[英]Descriptive tables - how to create a table containing both numeric and categorical variables
I can't find a really intuitive way of doing the most basic thing; 我找不到最直观的方式来做最基本的事情; creating a summary table with my base variables.

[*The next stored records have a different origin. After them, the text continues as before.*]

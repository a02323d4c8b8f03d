//! Command grammar shared by the panel and the host.
//!
//! Channel commands are colon-delimited (`verb:channel[:value]`) and the
//! host splits on `:`. Menu commands are bare verbs.

use crate::error::CommandError;
use crate::threshold::Threshold;
use std::fmt;
use std::str::FromStr;

/// Menu bar actions. The host answers these with file dialogs, links
/// or default-file bookkeeping, none of which the panel tracks.
#[derive(Clone, Copy, Debug, PartialEq, Eq, Hash)]
pub enum MenuAction {
    LoadGamelog,
    LoadSoundpack,
    LoadIgnoreList,
    ShowAbout,
    LinkOriginal,
    LinkFork,
    LinkSource,
    SetDefaultPaths,
    SetDefaultVolumes,
    RemoveDefaultPaths,
    RemoveDefaultVolumes,
}

impl MenuAction {
    pub const ALL: [MenuAction; 11] = [
        MenuAction::LoadGamelog,
        MenuAction::LoadSoundpack,
        MenuAction::LoadIgnoreList,
        MenuAction::SetDefaultPaths,
        MenuAction::SetDefaultVolumes,
        MenuAction::RemoveDefaultPaths,
        MenuAction::RemoveDefaultVolumes,
        MenuAction::ShowAbout,
        MenuAction::LinkOriginal,
        MenuAction::LinkFork,
        MenuAction::LinkSource,
    ];

    pub fn as_str(&self) -> &'static str {
        match self {
            MenuAction::LoadGamelog => "load_gamelog",
            MenuAction::LoadSoundpack => "load_soundpack",
            MenuAction::LoadIgnoreList => "load_ignore_list",
            MenuAction::ShowAbout => "show_about",
            MenuAction::LinkOriginal => "link_original",
            MenuAction::LinkFork => "link_fork",
            MenuAction::LinkSource => "link_source",
            MenuAction::SetDefaultPaths => "set_default_paths",
            MenuAction::SetDefaultVolumes => "set_default_volumes",
            MenuAction::RemoveDefaultPaths => "remove_default_paths",
            MenuAction::RemoveDefaultVolumes => "remove_default_volumes",
        }
    }

    pub fn from_str(s: &str) -> Option<Self> {
        MenuAction::ALL.iter().copied().find(|a| a.as_str() == s)
    }

    /// Button caption.
    pub fn label(&self) -> &'static str {
        match self {
            MenuAction::LoadGamelog => "Load gamelog.txt",
            MenuAction::LoadSoundpack => "Load soundpack",
            MenuAction::LoadIgnoreList => "Load ignore.txt",
            MenuAction::ShowAbout => "About",
            MenuAction::LinkOriginal => "Original SoundSense",
            MenuAction::LinkFork => "Soundpack fork",
            MenuAction::LinkSource => "Source code",
            MenuAction::SetDefaultPaths => "Set current paths as default",
            MenuAction::SetDefaultVolumes => "Set current volumes as default",
            MenuAction::RemoveDefaultPaths => "Remove default paths",
            MenuAction::RemoveDefaultVolumes => "Remove default volumes",
        }
    }
}

/// A single UI action sent to the host.
#[derive(Clone, Debug, PartialEq, Eq)]
pub enum Command {
    ChangeVolume { channel: String, value: u8 },
    SkipCurrentSound { channel: String },
    PlayPause { channel: String },
    ChangeThreshold { channel: String, threshold: Threshold },
    Menu(MenuAction),
    /// Free text echoed into the host log.
    TestMessage(String),
}

impl fmt::Display for Command {
    fn fmt(&self, f: &mut fmt::Formatter<'_>) -> fmt::Result {
        match self {
            Command::ChangeVolume { channel, value } => {
                write!(f, "change_volume:{}:{}", channel, value)
            }
            Command::SkipCurrentSound { channel } => write!(f, "skip_current_sound:{}", channel),
            Command::PlayPause { channel } => write!(f, "play_pause:{}", channel),
            Command::ChangeThreshold { channel, threshold } => {
                write!(f, "change_threshold:{}:{}", channel, threshold)
            }
            Command::Menu(action) => f.write_str(action.as_str()),
            Command::TestMessage(text) => write!(f, "test_message:{}", text),
        }
    }
}

impl FromStr for Command {
    type Err = CommandError;

    fn from_str(s: &str) -> Result<Self, Self::Err> {
        if s.is_empty() {
            return Err(CommandError::Empty);
        }
        if let Some(action) = MenuAction::from_str(s) {
            return Ok(Command::Menu(action));
        }

        let (verb, rest) = s.split_once(':').unwrap_or((s, ""));
        if verb == "test_message" {
            return Ok(Command::TestMessage(rest.to_string()));
        }

        let fields: Vec<&str> = s.split(':').skip(1).collect();
        let expect = |n: usize| -> Result<(), CommandError> {
            if fields.len() == n {
                Ok(())
            } else {
                Err(CommandError::Arity {
                    verb: verb.to_string(),
                    expected: n,
                    got: fields.len(),
                })
            }
        };
        let channel = |field: &str| -> Result<String, CommandError> {
            if field.is_empty() {
                Err(CommandError::EmptyChannel(s.to_string()))
            } else {
                Ok(field.to_string())
            }
        };

        match verb {
            "change_volume" => {
                expect(2)?;
                Ok(Command::ChangeVolume {
                    channel: channel(fields[0])?,
                    value: parse_volume(verb, fields[1])?,
                })
            }
            "change_threshold" => {
                expect(2)?;
                let threshold = fields[1]
                    .parse::<u8>()
                    .ok()
                    .and_then(Threshold::from_level)
                    .ok_or_else(|| CommandError::InvalidValue {
                        verb: verb.to_string(),
                        value: fields[1].to_string(),
                    })?;
                Ok(Command::ChangeThreshold {
                    channel: channel(fields[0])?,
                    threshold,
                })
            }
            "skip_current_sound" => {
                expect(1)?;
                Ok(Command::SkipCurrentSound {
                    channel: channel(fields[0])?,
                })
            }
            "play_pause" => {
                expect(1)?;
                Ok(Command::PlayPause {
                    channel: channel(fields[0])?,
                })
            }
            _ => Err(CommandError::Unknown(s.to_string())),
        }
    }
}

/// Slider values arrive as numbers that may carry a fraction; they are
/// truncated and clamped to the slider range.
fn parse_volume(verb: &str, raw: &str) -> Result<u8, CommandError> {
    match raw.trim().parse::<f64>() {
        Ok(v) if v.is_finite() => Ok(v.clamp(0.0, 100.0) as u8),
        _ => Err(CommandError::InvalidValue {
            verb: verb.to_string(),
            value: raw.to_string(),
        }),
    }
}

用我的基本变量创建一个汇总表。 The best method I've found is currently using tapply:
我发现的最好方法是当前使用tapply:
seed(200)
my_stats <- function(x){
if (is.factor(x)){
a <- table(x, useNA="no")
b <- round(a*100/sum(a),2)
# If binary
if (length(a) == 2){
ret <- paste(a[1], " (", b[1], " %)", sep="")
}
return(ret)
}else{
ret <- mean(x, na.rm=T)
if (ret < 1){
ret <- round(ret, 2)
}else{
ret <- round(ret)
}
return(ret)
}
}
library(rms)
groups <- factor(sample(c("Group A","Group B"), size=51, replace=T))
a <- 3:53
b <- rnorm(51)
c <- factor(sample(c("male","female"), size=51, replace=T))
res <- rbind(a=tapply(a, groups, my_stats),
b=tapply(b, groups, my_stats),
c=tapply(c, groups, my_stats))
latex(latexTranslate(res))
The res contains: 资源包含:
> res
Group A Group B
a "28" "28"
b "-0.08" "-0.21"
c "14 (56 %)" "14 (53.85 %)"
Now this works but it seems very complex and not the most elegant solution. 现在可以使用,但似乎非常复杂,而不是最优雅的解决方案。 I've tried to search for how to create descriptive tables but the all focus on the table(), prop.table(), summary() for just single variable or variables of the same kind.
我试图搜索如何创建描述性表,但是所有这些都只针对单个变量或同类变量的table(),prop.table(),summary()。
My question: Is there a package/function that allows an easy way of creating a good-looking latex table? 我的问题:是否有一个软件包/功能可以轻松创建美观的乳胶表? If so, please give a hint of how to get the above result.
如果是这样,请提示如何获得上述结果。
Thanks! 谢谢!
If you would like to create a summary table with both catergorical and continuous variables you should look into the package 'tableone'. 如果要创建包含分类变量和连续变量的汇总表,则应查看“ tableone”包。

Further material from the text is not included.